過剰なクレームは違法行為になることも飲食店を利用していると、店側の対応が悪いのでクレームを言いたくなるケースがあります。
クレームは、正当な範囲であれば特に問題になりませんが、過剰なクレームをつけると、それが違法行為になってしまうことがあります。
たとえば、料理が出てくるのが遅いと感じた場合など、機嫌が悪くなって店員を怒鳴りつけることなどがありますが、これについても過剰な騒ぎになると、店に他のお客さんが来なくなって店側に損害が発生します。「この店は最低な店だ!」などと言って騒いでいると、そのことが威力業務妨害罪と評価されて、こちらが犯罪者扱いされてしまうおそれもあるのです。このとき、店員に無理矢理土下座をさせたら強要罪や脅迫罪になる可能性もありますし、「許してほしかったら慰謝料払え」などと言って金銭を要求すると、恐喝罪になってしまうおそれもあります。
店側から「お引き取りください」と言われて退去を求められているにもかかわらず、それに応じないで店に居座り続けた場合には、不退去罪が成立してしまうおそれもあります。
このように、過剰なクレーム行為を続けると、刑事事件にまで発展してしまうおそれもあるので注意が必要です。
また、店のサービスが悪いと感じた場合に、そのことをSNSやツイッターなどに書き込んでしまったら、そのことが業務妨害などと評価されてしまうおそれもあります。
この場合、店側からネット上で誹謗中傷を受けたと言われて業務妨害罪で告訴されたり、損害賠償請求をされたりするおそれもあります。

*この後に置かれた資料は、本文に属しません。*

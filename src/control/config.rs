//! Settings for the external control protocol

use anyhow::{ensure, Context, Result};
use log::info;
use serde::{Deserialize, Serialize};
use std::fs;
use std::path::{Path, PathBuf};

/// External control settings.
///
/// Every field has a default, so a config file only needs the keys it changes.
#[derive(Debug, Clone, PartialEq, Serialize, Deserialize)]
#[serde(default, rename_all = "camelCase")]
pub struct ControlConfig {
    /// Poll commands and publish status at all
    pub enable_api_control: bool,
    pub base_dir: PathBuf,
    pub status_file_name: String,
    /// Command inbox directory, relative to `base_dir`
    pub commands_dir: String,
    /// Seconds between periodic status writes
    pub status_update_interval: f32,
    /// Seconds between command polls
    pub command_check_interval: f32,
    /// Also write one snapshot file per light
    pub write_light_files: bool,
    pub chaos_min_interval: f32,
    pub chaos_max_interval: f32,
}

impl Default for ControlConfig {
    fn default() -> Self {
        Self {
            enable_api_control: true,
            base_dir: Self::default_base_dir(),
            status_file_name: "traffic_system_status.json".to_string(),
            commands_dir: "commands".to_string(),
            status_update_interval: 0.5,
            command_check_interval: 0.1,
            write_light_files: true,
            chaos_min_interval: 0.5,
            chaos_max_interval: 2.0,
        }
    }
}

impl ControlConfig {
    #[cfg(windows)]
    pub fn default_base_dir() -> PathBuf {
        PathBuf::from("C:/temp/traffic-system")
    }

    #[cfg(not(windows))]
    pub fn default_base_dir() -> PathBuf {
        PathBuf::from("/tmp/traffic-system")
    }

    /// Default settings rooted at `base_dir`
    pub fn with_base_dir(base_dir: impl Into<PathBuf>) -> Self {
        Self {
            base_dir: base_dir.into(),
            ..Self::default()
        }
    }

    /// Read settings from a JSON file
    pub fn load(path: &Path) -> Result<Self> {
        let text = fs::read_to_string(path)
            .with_context(|| format!("Failed to read config {}", path.display()))?;
        let config: Self = serde_json::from_str(&text)
            .with_context(|| format!("Failed to parse config {}", path.display()))?;
        config.validate()?;
        Ok(config)
    }

    pub fn validate(&self) -> Result<()> {
        ensure!(
            self.status_update_interval >= 0.0,
            "statusUpdateInterval must not be negative"
        );
        ensure!(
            self.command_check_interval >= 0.0,
            "commandCheckInterval must not be negative"
        );
        ensure!(
            self.chaos_min_interval > 0.0 && self.chaos_min_interval <= self.chaos_max_interval,
            "chaos interval must satisfy 0 < chaosMinInterval <= chaosMaxInterval"
        );
        ensure!(!self.status_file_name.is_empty(), "statusFileName must not be empty");
        Ok(())
    }

    pub fn status_path(&self) -> PathBuf {
        self.base_dir.join(&self.status_file_name)
    }

    pub fn commands_path(&self) -> PathBuf {
        self.base_dir.join(&self.commands_dir)
    }
}

/// Directories of the protocol, known to exist
#[derive(Debug, Clone, PartialEq, Eq)]
pub struct ApiPaths {
    pub base_dir: PathBuf,
    pub status_file: PathBuf,
    pub commands_dir: PathBuf,
}

impl ApiPaths {
    /// Create the base and command directories
    pub fn prepare(config: &ControlConfig) -> Result<Self> {
        ensure!(
            !config.base_dir.as_os_str().is_empty(),
            "Base directory is empty"
        );
        let paths = Self {
            base_dir: config.base_dir.clone(),
            status_file: config.status_path(),
            commands_dir: config.commands_path(),
        };
        fs::create_dir_all(&paths.base_dir)
            .with_context(|| format!("Failed to create {}", paths.base_dir.display()))?;
        fs::create_dir_all(&paths.commands_dir)
            .with_context(|| format!("Failed to create {}", paths.commands_dir.display()))?;
        info!(
            "API paths: status={}, commands={}",
            paths.status_file.display(),
            paths.commands_dir.display()
        );
        Ok(paths)
    }

    pub fn command_file(&self, id: &str) -> PathBuf {
        self.commands_dir.join(format!("{}{}", id, COMMAND_FILE_SUFFIX))
    }

    pub fn watermark_file(&self, id: &str) -> PathBuf {
        self.commands_dir.join(format!("{}{}", id, WATERMARK_FILE_SUFFIX))
    }

    /// Per-light snapshot file. Ids already start with `light_`.
    pub fn light_file(&self, id: &str) -> PathBuf {
        self.base_dir.join(format!("{}.json", id))
    }
}

pub const COMMAND_FILE_SUFFIX: &str = "_command.json";
pub const WATERMARK_FILE_SUFFIX: &str = "_last_timestamp.txt";
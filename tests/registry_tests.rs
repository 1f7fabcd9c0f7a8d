use std::collections::HashSet;
use traffic_control::control::ControlConfig;
use traffic_control::simulation::{generate_light_id, sanitize_component, Position, TrafficSystem};

fn offline_config() -> ControlConfig {
    ControlConfig {
        enable_api_control: false,
        ..ControlConfig::default()
    }
}

/// Lights at a named intersection are named after it
#[test]
fn test_intersection_light_id() {
    let id = generate_light_id(Some("Main St"), &Position::new(0.0, 3.0, 8.0), 0);
    assert_eq!(id.as_str(), "light_Main_St_0");
}

/// Free-standing lights use their rounded ground position
#[test]
fn test_positional_light_id_uses_neg_marker() {
    let id = generate_light_id(None, &Position::new(-25.4, 3.0, -40.6), 7);
    assert_eq!(id.as_str(), "light_neg25_neg41_7");

    let id = generate_light_id(None, &Position::new(30.0, 3.0, -12.0), 8);
    assert_eq!(id.as_str(), "light_30_neg12_8");
}

/// Rounding goes half away from zero and never produces "neg0"
#[test]
fn test_positional_rounding_edges() {
    let id = generate_light_id(None, &Position::new(2.5, 0.0, -2.5), 1);
    assert_eq!(id.as_str(), "light_3_neg3_1");

    let id = generate_light_id(None, &Position::new(-0.3, 0.0, 0.4), 2);
    assert_eq!(id.as_str(), "light_0_0_2");
}

/// An empty intersection name falls back to the position
#[test]
fn test_empty_intersection_name_falls_back_to_position() {
    let id = generate_light_id(Some(""), &Position::new(1.0, 0.0, 2.0), 3);
    assert_eq!(id.as_str(), "light_1_2_3");
}

#[test]
fn test_sanitize_component() {
    assert_eq!(sanitize_component("Main St"), "Main_St");
    assert_eq!(sanitize_component("5th & Elm/North"), "5th___Elm_North");
    assert_eq!(sanitize_component("ramp-2.b"), "ramp-2.b");
}

/// Every light in the demo scene gets a unique id in scan order
#[test]
fn test_discovery_assigns_unique_ids() {
    let mut system = TrafficSystem::new(offline_config());
    system.build_demo_scene();
    system.start();

    let ids: Vec<String> = system
        .registry()
        .ids()
        .into_iter()
        .map(|id| id.to_string())
        .collect();
    assert_eq!(ids.len(), 9);

    let unique: HashSet<&String> = ids.iter().collect();
    assert_eq!(unique.len(), ids.len(), "duplicate ids: {:?}", ids);

    assert_eq!(ids[0], "light_Main_St_0");
    assert_eq!(ids[3], "light_Main_St_3");
    assert_eq!(ids[4], "light_Oak_Ave_4");
    assert_eq!(ids[7], "light_neg25_neg41_7");
    assert_eq!(ids[8], "light_30_neg12_8");

    for id in &ids {
        assert!(
            id.chars()
                .all(|c| c.is_ascii_alphanumeric() || matches!(c, '_' | '-' | '.')),
            "unsafe id {}",
            id
        );
        let key = system.registry().lookup(id).expect("id should resolve");
        assert_eq!(system.id_of(key).map(|id| id.as_str()), Some(id.as_str()));
    }
}

/// A refresh keeps existing ids and never reuses a removed light's index
#[test]
fn test_refresh_keeps_ids_stable() {
    let mut system = TrafficSystem::new(offline_config());
    system.build_demo_scene();
    system.start();

    let before = system.registry().ids();
    let removed = system.registry().lookup("light_Main_St_1").unwrap();
    assert!(system.remove_light(removed).is_some());
    assert_eq!(system.registry().lookup("light_Main_St_1"), None);

    let added = system.add_light("Late Addition", Position::new(-4.6, 3.0, 11.5), None);
    system.refresh_lights();

    assert_eq!(
        system.id_of(added).map(|id| id.as_str()),
        Some("light_neg5_12_9")
    );
    for id in before.iter().filter(|id| id.as_str() != "light_Main_St_1") {
        assert!(system.registry().lookup(id.as_str()).is_some(), "{} lost", id);
    }
    assert_eq!(system.registry().len(), 9);
}

/// A snapshot taken before a refresh stays complete and usable
#[test]
fn test_snapshot_survives_refresh() {
    let mut system = TrafficSystem::new(offline_config());
    system.build_demo_scene();
    system.start();

    let snapshot = system.registry().snapshot();
    let removed = system.registry().lookup("light_Oak_Ave_4").unwrap();
    system.remove_light(removed);

    assert_eq!(snapshot.len(), 9);
    assert_eq!(snapshot.lookup("light_Oak_Ave_4"), Some(removed));
    assert_eq!(system.registry().len(), 8);
}

/// Starting again after a removal never moves an id to another light
#[test]
fn test_restart_keeps_ids_with_their_lights() {
    let mut system = TrafficSystem::new(offline_config());
    system.build_demo_scene();
    system.start();

    let first = system.registry().lookup("light_Main_St_0").unwrap();
    let second = system.registry().lookup("light_Main_St_1").unwrap();
    system.remove_light(first);
    system.start();

    assert_eq!(system.registry().lookup("light_Main_St_0"), None);
    assert_eq!(system.registry().lookup("light_Main_St_1"), Some(second));
    assert_eq!(system.registry().len(), 8);

    let added = system.add_light("Late Addition", Position::new(1.0, 3.0, 1.0), None);
    system.start();
    assert_eq!(system.id_of(added).map(|id| id.as_str()), Some("light_1_1_9"));
}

飲食店にクレームを言う場合には、くれぐれも相当な限度にとどめることが大切です。
飲食店では、ぼったくりや無銭飲食などの支払いに関するトラブルが良く起こります。
ぼったくりのトラブルとは、店が法外な飲食代を要求することによる問題です。
店外にきちんと料金の表示をしなかったり、わざと誤解を招くような表示をしたり、きちんと料金の説明をしなかったりして、後になって驚くほど多額な請求をするのです。
ぼったくりというと、キャバクラなどの風俗店で多いイメージがありますが、一般の飲食店でも起こることがあります。
飲食料金だけではなく、サービス料やチャージ料などが請求されることも多いです。
ぼったくりは犯罪行為になることがあります。たとえば、実際とは異なる料金を告げて料理を注文させて、法外な代金の支払いをさせるのは詐欺罪になる可能性がありますし、支払いを断られた場合に恫喝して支払わせると、恐喝罪になる可能性もあります。
追加料金がかかるけれども、「ぼったくり」とまでは言えないのではないかという程度に抑えている「プチぼったくり」の飲食店もあるので、注意が必要です。
また、当然のことですが、無銭飲食をしないことも重要です。
無銭飲食は犯罪になります。はじめから支払う意思がなければ詐欺罪になってしまいますし、店内に入ってからお金がないことに気づいた場合にも、支払いの際に嘘をついて支払いをせずに逃げた場合には、やはり詐欺利得罪が成立してしまいます。
店で料理をいただいた後、支払いの段になってお金がないことに気づいたら、正直に話してきちんとお金を持ってきて、支払いをしましょう。そうすれば犯罪が成立にすることはありません。
今回は、飲食店利用にまつわる法的なトラブルについて解説しました。
飲食店の利用の際には、さまざまなトラブルが起こります。予約キャンセルの際や、店内での飲食時、さらには支払いの段にも問題は起こります。
これらのトラブルに遭わないためには、マナーを守って常識的に対応することが大切です。
過剰なクレームをつけると、こちらが犯罪者扱いされてしまうおそれもあるので注意しましょう。
今回の記事を参考にして、上手にトラブルを避けて飲食店を利用して、食事やお酒を楽しみましょう。